**Problem:** Below are records; output exactly the lines from the one with "let chain: LevelChainDraft" through their final line.

**Saved entries:**
• • • •

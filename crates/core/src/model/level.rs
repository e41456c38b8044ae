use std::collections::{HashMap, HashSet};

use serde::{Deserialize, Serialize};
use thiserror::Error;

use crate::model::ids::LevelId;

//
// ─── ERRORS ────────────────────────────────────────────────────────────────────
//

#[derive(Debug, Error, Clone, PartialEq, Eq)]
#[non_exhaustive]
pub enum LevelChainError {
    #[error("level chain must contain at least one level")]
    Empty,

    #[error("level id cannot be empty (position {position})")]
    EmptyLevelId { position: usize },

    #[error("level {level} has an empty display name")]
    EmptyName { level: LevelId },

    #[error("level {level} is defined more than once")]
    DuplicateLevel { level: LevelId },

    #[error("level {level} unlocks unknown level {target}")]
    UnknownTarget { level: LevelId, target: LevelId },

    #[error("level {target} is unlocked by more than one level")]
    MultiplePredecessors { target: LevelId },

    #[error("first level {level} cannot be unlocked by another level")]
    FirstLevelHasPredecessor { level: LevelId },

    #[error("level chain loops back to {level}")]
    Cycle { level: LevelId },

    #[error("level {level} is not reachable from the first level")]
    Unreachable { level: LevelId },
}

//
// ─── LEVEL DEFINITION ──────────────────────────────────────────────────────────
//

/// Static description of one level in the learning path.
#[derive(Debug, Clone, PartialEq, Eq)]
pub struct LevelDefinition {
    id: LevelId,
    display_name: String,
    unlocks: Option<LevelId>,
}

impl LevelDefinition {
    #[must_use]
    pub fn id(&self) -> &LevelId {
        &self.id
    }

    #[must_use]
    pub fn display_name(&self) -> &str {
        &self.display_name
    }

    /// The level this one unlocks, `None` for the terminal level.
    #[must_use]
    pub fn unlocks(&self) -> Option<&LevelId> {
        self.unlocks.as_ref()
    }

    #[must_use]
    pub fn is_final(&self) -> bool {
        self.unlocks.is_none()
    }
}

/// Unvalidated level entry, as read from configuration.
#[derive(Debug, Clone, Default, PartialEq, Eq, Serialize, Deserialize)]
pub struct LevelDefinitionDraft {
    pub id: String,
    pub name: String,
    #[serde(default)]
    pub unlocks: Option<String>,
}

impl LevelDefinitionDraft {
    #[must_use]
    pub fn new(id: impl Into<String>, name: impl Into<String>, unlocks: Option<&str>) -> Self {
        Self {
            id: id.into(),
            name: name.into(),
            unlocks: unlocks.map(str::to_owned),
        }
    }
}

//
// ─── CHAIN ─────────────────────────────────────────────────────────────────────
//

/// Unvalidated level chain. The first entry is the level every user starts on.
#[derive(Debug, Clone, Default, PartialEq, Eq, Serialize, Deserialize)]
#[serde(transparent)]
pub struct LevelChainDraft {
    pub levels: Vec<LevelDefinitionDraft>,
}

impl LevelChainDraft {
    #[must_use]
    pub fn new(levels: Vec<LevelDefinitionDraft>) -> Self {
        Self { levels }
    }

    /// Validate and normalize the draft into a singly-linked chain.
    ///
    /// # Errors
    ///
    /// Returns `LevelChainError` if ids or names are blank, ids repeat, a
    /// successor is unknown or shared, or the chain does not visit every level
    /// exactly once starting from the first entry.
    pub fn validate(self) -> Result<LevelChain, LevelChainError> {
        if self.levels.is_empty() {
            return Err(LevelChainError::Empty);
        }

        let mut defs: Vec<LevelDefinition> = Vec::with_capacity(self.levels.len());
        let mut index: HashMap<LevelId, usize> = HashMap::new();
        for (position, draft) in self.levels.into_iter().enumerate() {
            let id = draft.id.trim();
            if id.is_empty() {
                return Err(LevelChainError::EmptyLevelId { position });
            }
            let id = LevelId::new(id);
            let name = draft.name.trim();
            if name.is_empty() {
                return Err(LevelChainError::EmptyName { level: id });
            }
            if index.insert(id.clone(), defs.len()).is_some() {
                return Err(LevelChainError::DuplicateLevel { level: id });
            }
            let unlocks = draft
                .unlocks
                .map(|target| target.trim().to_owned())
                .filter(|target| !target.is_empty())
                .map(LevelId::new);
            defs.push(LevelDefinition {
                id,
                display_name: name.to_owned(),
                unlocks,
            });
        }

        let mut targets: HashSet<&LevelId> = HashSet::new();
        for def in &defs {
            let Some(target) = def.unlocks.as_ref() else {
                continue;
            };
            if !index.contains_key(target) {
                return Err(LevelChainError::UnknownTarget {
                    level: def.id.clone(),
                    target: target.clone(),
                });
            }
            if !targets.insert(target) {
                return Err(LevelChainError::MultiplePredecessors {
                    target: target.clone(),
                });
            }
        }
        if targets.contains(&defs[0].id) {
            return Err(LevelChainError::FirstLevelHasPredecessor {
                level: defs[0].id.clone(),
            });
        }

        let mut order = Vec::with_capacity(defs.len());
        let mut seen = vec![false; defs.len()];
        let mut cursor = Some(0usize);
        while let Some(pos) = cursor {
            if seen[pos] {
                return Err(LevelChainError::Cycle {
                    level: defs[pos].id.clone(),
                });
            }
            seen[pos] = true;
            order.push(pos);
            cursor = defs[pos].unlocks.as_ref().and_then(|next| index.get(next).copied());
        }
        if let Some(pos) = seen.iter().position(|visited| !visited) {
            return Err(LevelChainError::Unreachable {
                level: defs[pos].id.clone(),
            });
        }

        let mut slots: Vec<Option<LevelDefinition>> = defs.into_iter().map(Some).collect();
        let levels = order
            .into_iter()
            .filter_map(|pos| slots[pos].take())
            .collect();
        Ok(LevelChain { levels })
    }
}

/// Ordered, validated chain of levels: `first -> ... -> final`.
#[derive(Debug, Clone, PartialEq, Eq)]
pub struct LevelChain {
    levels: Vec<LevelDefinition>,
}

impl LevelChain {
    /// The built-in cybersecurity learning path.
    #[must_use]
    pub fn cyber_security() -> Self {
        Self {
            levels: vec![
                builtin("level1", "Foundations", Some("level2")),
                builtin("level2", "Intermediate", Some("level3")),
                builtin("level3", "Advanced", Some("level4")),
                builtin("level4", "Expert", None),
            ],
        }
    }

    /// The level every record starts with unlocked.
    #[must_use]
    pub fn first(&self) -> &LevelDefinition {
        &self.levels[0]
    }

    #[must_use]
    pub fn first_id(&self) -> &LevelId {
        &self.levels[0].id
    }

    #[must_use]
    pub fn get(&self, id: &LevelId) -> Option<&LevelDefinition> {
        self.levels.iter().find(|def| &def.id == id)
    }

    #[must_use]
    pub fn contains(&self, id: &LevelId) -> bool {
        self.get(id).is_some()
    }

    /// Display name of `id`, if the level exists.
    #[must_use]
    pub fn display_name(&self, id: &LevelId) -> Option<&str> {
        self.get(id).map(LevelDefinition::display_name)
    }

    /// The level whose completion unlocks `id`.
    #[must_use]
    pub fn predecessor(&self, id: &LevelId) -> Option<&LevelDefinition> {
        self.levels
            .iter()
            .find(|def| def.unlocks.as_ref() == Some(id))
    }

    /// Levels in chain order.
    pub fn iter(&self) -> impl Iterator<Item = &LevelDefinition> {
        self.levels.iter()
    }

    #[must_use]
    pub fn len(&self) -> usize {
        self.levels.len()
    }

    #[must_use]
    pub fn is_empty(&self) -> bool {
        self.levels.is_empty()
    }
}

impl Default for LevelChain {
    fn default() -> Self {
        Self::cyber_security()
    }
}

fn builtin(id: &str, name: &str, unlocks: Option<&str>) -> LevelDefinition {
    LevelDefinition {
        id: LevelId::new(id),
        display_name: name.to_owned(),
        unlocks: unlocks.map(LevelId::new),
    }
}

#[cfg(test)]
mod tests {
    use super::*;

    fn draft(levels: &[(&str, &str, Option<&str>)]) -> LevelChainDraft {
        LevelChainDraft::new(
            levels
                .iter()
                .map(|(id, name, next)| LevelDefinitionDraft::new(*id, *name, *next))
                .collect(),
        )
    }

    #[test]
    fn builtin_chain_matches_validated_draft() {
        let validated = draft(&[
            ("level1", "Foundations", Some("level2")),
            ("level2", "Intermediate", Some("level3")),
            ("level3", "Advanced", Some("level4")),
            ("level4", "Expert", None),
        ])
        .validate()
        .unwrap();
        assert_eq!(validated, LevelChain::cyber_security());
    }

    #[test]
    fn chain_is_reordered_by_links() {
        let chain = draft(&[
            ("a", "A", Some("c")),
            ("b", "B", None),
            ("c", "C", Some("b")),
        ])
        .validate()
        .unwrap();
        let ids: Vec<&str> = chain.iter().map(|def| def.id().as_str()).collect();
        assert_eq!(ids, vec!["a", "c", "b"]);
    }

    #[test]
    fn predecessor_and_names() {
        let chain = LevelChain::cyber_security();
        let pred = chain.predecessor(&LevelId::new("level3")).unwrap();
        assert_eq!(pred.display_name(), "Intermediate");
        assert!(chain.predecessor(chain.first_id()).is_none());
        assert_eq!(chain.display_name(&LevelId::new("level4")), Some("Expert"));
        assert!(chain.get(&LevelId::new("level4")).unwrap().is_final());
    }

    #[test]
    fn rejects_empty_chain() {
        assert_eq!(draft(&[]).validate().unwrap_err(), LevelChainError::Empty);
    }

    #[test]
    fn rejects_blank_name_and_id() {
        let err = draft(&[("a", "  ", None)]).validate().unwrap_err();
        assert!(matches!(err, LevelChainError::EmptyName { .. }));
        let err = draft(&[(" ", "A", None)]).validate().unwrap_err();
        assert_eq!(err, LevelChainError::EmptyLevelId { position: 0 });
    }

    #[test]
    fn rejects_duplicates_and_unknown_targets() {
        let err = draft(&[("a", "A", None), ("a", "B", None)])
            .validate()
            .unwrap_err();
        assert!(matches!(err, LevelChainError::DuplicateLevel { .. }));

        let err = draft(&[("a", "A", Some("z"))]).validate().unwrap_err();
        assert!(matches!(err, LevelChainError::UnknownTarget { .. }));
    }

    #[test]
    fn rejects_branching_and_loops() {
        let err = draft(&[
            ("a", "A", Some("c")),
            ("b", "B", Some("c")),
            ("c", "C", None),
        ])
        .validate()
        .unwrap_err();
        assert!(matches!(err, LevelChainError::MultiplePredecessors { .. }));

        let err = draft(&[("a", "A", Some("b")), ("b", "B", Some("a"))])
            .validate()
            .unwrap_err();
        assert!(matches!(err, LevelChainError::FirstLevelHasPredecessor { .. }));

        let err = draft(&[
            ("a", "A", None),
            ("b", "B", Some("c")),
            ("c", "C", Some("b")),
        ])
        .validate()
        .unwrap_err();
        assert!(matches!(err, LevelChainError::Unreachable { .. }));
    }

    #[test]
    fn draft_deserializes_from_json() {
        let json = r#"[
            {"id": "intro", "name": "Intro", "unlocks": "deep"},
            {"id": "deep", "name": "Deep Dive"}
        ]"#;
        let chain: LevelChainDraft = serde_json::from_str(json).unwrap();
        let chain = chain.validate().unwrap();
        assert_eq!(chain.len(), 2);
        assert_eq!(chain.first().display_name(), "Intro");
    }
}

• • • •

**Answer to this task:**
        let chain: LevelChainDraft = serde_json::from_str(json).unwrap();
        let chain = chain.validate().unwrap();
        assert_eq!(chain.len(), 2);
        assert_eq!(chain.first().display_name(), "Intro");
    }
}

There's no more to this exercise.